The Bishop of Carlisle is the Ordinary of the Church of England Diocese of Carlisle in the Province of York.

The diocese covers the County of Cumbria except for Alston Moor and the former Sedbergh Rural District. The see is in the City of Carlisle where the seat is located at the Cathedral Church of the Holy and Undivided Trinity which was a collegiate church until elevated to cathedral status in 1133.

The diocese was created in 1133 by Henry I out of part of the Diocese of Durham. It was extended in 1856 taking over part of the Diocese of Chester.

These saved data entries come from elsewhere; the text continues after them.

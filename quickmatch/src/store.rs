use std::collections::HashMap;

/// Keyed ephemeral persistence for encoded sessions. Implementations are
/// scoped to a single browser session equivalent; no cross-tab or
/// cross-device sync is implied.
pub trait SessionStore {
    fn put(&mut self, key: &str, value: String);
    fn get(&self, key: &str) -> Option<String>;
    fn remove(&mut self, key: &str);
}

/// Store entries are namespaced by match id.
pub fn storage_key(match_id: &str) -> String {
    format!("match_{match_id}")
}

/// In-memory store, also the test double for browser-backed stores.
#[derive(Debug, Default)]
pub struct MemoryStore {
    entries: HashMap<String, String>,
}

impl MemoryStore {
    pub fn new() -> Self {
        Self::default()
    }

    pub fn len(&self) -> usize {
        self.entries.len()
    }

    pub fn is_empty(&self) -> bool {
        self.entries.is_empty()
    }
}

impl SessionStore for MemoryStore {
    fn put(&mut self, key: &str, value: String) {
        self.entries.insert(key.to_string(), value);
    }

    fn get(&self, key: &str) -> Option<String> {
        self.entries.get(key).cloned()
    }

    fn remove(&mut self, key: &str) {
        self.entries.remove(key);
    }
}
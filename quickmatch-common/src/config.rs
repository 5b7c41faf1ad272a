use crate::score::ScoreKind;
use log::*;
use serde::{Deserialize, Serialize};
use std::fs::read_to_string;
use std::path::Path;

/// Default match duration per score kind, in seconds. Values match the
/// durations the stock scoreboards use.
#[derive(Clone, Debug, PartialEq, Eq, Serialize, Deserialize)]
pub struct Timing {
    pub goals: u32,
    pub points: u32,
    pub sets: u32,
    pub tries: u32,
    pub runs: u32,
    pub tower_touchball: u32,
    pub generic: u32,
}

impl Default for Timing {
    fn default() -> Self {
        Self {
            goals: 45 * 60,
            points: 40 * 60,
            sets: 25 * 60,
            tries: 40 * 60,
            runs: 90 * 60,
            tower_touchball: 15 * 60,
            generic: 45 * 60,
        }
    }
}

impl Timing {
    pub fn default_seconds(&self, kind: ScoreKind) -> u32 {
        match kind {
            ScoreKind::Goals => self.goals,
            ScoreKind::Points => self.points,
            ScoreKind::Sets => self.sets,
            ScoreKind::Tries => self.tries,
            ScoreKind::Runs => self.runs,
            ScoreKind::TowerTouchball => self.tower_touchball,
            ScoreKind::Generic => self.generic,
        }
    }

    pub fn new_from_file<P: AsRef<Path>>(path: P) -> Result<Self, Box<dyn std::error::Error>> {
        let config_file = match read_to_string(path) {
            Ok(f) => f,
            Err(e) => {
                error!("Failed to read timing file: {}", e);
                return Err(Box::new(e));
            }
        };

        match toml::from_str(&config_file) {
            Ok(t) => Ok(t),
            Err(e) => {
                error!("Failed to parse timing file: {}", e);
                Err(Box::new(e))
            }
        }
    }
}
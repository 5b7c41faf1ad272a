use quickmatch_common::timer::TimerSignal;

/// Feedback events emitted while operating a match. The engine only emits
/// these; rendering sound is an external capability.
#[derive(Debug, Clone, Copy, PartialEq, Eq)]
pub enum MatchSignal {
    Score,
    TimerStarted,
    TimerExpired,
}

impl From<TimerSignal> for MatchSignal {
    fn from(signal: TimerSignal) -> Self {
        match signal {
            TimerSignal::Started => Self::TimerStarted,
            TimerSignal::Expired => Self::TimerExpired,
        }
    }
}

impl core::fmt::Display for MatchSignal {
    fn fmt(&self, f: &mut core::fmt::Formatter) -> core::fmt::Result {
        match *self {
            Self::Score => write!(f, "Score"),
            Self::TimerStarted => write!(f, "Timer Started"),
            Self::TimerExpired => write!(f, "Timer Expired"),
        }
    }
}

pub trait AudioSink {
    fn play(&mut self, signal: MatchSignal);
}

/// Sink that discards every signal, for callers without audio.
#[derive(Debug, Default)]
pub struct NullSink;

impl AudioSink for NullSink {
    fn play(&mut self, _signal: MatchSignal) {}
}
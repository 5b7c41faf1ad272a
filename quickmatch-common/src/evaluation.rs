use crate::bundles::SideBundle;
use serde::{Deserialize, Serialize};

/// Ratings run from 0 to 10 inclusive.
pub const MAX_RATING: u8 = 10;

#[derive(Debug, Clone, Copy, Default, PartialEq, Eq, Serialize, Deserialize)]
pub struct RefereeRating {
    pub knowledge: u8,
    pub game_management: u8,
    pub support: u8,
}

impl RefereeRating {
    fn clamped(self) -> Self {
        Self {
            knowledge: self.knowledge.min(MAX_RATING),
            game_management: self.game_management.min(MAX_RATING),
            support: self.support.min(MAX_RATING),
        }
    }

    fn is_within_range(self) -> bool {
        self.knowledge <= MAX_RATING
            && self.game_management <= MAX_RATING
            && self.support <= MAX_RATING
    }
}

#[derive(Debug, Clone, Copy, Default, PartialEq, Eq, Serialize, Deserialize)]
pub struct CrowdRating {
    pub cheering: u8,
    pub respect: u8,
    pub participation: u8,
}

impl CrowdRating {
    fn clamped(self) -> Self {
        Self {
            cheering: self.cheering.min(MAX_RATING),
            respect: self.respect.min(MAX_RATING),
            participation: self.participation.min(MAX_RATING),
        }
    }

    fn is_within_range(self) -> bool {
        self.cheering <= MAX_RATING
            && self.respect <= MAX_RATING
            && self.participation <= MAX_RATING
    }
}

/// Educational evaluation of a match. Pure data; every rating is optional
/// until the operator fills it in.
#[derive(Debug, Clone, Copy, Default, PartialEq, Eq, Serialize, Deserialize)]
pub struct Evaluation {
    pub fair_play: SideBundle<Option<u8>>,
    pub referee: Option<RefereeRating>,
    pub crowd: SideBundle<Option<CrowdRating>>,
}

/// A partial evaluation edit. `None` fields leave the stored value alone.
#[derive(Debug, Clone, Copy, Default, PartialEq, Eq)]
pub struct EvaluationUpdate {
    pub fair_play: SideBundle<Option<u8>>,
    pub referee: Option<RefereeRating>,
    pub crowd: SideBundle<Option<CrowdRating>>,
}

impl Evaluation {
    /// Shallow-merges `update` over `self`, clamping every incoming rating
    /// to [`MAX_RATING`].
    pub fn merged(&self, update: &EvaluationUpdate) -> Self {
        let mut next = *self;
        for (side, rating) in update.fair_play.iter() {
            if let Some(rating) = *rating {
                next.fair_play[side] = Some(rating.min(MAX_RATING));
            }
        }
        if let Some(referee) = update.referee {
            next.referee = Some(referee.clamped());
        }
        for (side, rating) in update.crowd.iter() {
            if let Some(rating) = rating {
                next.crowd[side] = Some(rating.clamped());
            }
        }
        next
    }

    /// Whether every present rating is within 0-10. Decoded payloads are
    /// checked against this before they are accepted.
    pub fn is_within_range(&self) -> bool {
        self.fair_play
            .iter()
            .all(|(_, r)| r.is_none_or(|r| r <= MAX_RATING))
            && self.referee.is_none_or(RefereeRating::is_within_range)
            && self
                .crowd
                .iter()
                .all(|(_, r)| r.is_none_or(CrowdRating::is_within_range))
    }
}

#[cfg(test)]
mod test {
    use super::*;
    use crate::side::Side;

    #[test]
    fn test_merge_keeps_untouched_fields() {
        let eval = Evaluation::default().merged(&EvaluationUpdate {
            fair_play: SideBundle {
                local: Some(8),
                visitor: None,
            },
            ..Default::default()
        });
        assert_eq!(eval.fair_play[Side::Local], Some(8));
        assert_eq!(eval.fair_play[Side::Visitor], None);
        assert_eq!(eval.referee, None);

        let eval = eval.merged(&EvaluationUpdate {
            referee: Some(RefereeRating {
                knowledge: 7,
                game_management: 9,
                support: 6,
            }),
            ..Default::default()
        });
        assert_eq!(eval.fair_play[Side::Local], Some(8));
        assert!(eval.referee.is_some());
    }

    #[test]
    fn test_merge_clamps_ratings() {
        let eval = Evaluation::default().merged(&EvaluationUpdate {
            fair_play: SideBundle {
                local: Some(14),
                visitor: Some(10),
            },
            crowd: SideBundle {
                local: Some(CrowdRating {
                    cheering: 11,
                    respect: 3,
                    participation: 200,
                }),
                visitor: None,
            },
            ..Default::default()
        });
        assert_eq!(eval.fair_play[Side::Local], Some(MAX_RATING));
        assert_eq!(eval.fair_play[Side::Visitor], Some(10));
        assert_eq!(
            eval.crowd[Side::Local],
            Some(CrowdRating {
                cheering: MAX_RATING,
                respect: 3,
                participation: MAX_RATING,
            })
        );
        assert!(eval.is_within_range());
    }

    #[test]
    fn test_range_check() {
        let mut eval = Evaluation::default();
        assert!(eval.is_within_range());
        eval.fair_play[Side::Visitor] = Some(11);
        assert!(!eval.is_within_range());
    }
}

The current bishop is The Right Reverend James Newcombe, the 67th Bishop of Carlisle, who signs James Carliol, was enthroned at Carlisle Cathedral on 10 October 2009.[1]



Early times

The original territory of the diocese first became a political unit in the reign of King William Rufus (1087-1100), who made it into the Earldom of Carlisle, which covered most of the counties of Cumberland and Westmorland. In 1133, during the reign of his successor, Henry I, a diocese was erected in the territory of the earldom, the territory being subtracted from the Diocese of Durham. This happened despite there being locally a strong Celtic element that looked to Glasgow for episcopal administration. As the first bishop, the king secured the appointment of his former confessor, Æthelwulf (1133-1155), an Englishman, Prior of the Augustinian Canons, whom he had established at Carlisle in 1102, though at the time of his consecration Æthelwulf seems to have been Prior of the Augustinian house at Nostell in Yorkshire. An efficient administrator, he ruled the diocese until his death in 1156 and succeeded in imparting a certain vigour to diocesan life. Among other initiatives, he built a moderate-sized Norman minster of which the transepts and part of the nave still exist. To serve this cathedral he introduced his own Augustinian brethren, with the result that Carlisle was the only see in England with an Augustinian cathedral chapter, the other monastic cathedral chapters in England consisting of Benedictine monks. There was only one archdeaconry, that of Carlisle.

Of the next bishop, Bernard, little is known, and after his death, in or about 1186, there was a long vacancy, during which the diocese was administered by another Bernard, Archbishop of Ragusa. During this period Carlisle suffered severely from the incursions of the Scots, and early in the reign of Henry III the king complained to the Pope that Carlisle had revolted in favour of Scotland, and that the canons had elected a bishop for themselves. The papal legate, Gualo, punished this action by exiling the canons and appointing Hugh, Abbot of Beaulieu, a good administrator, as bishop.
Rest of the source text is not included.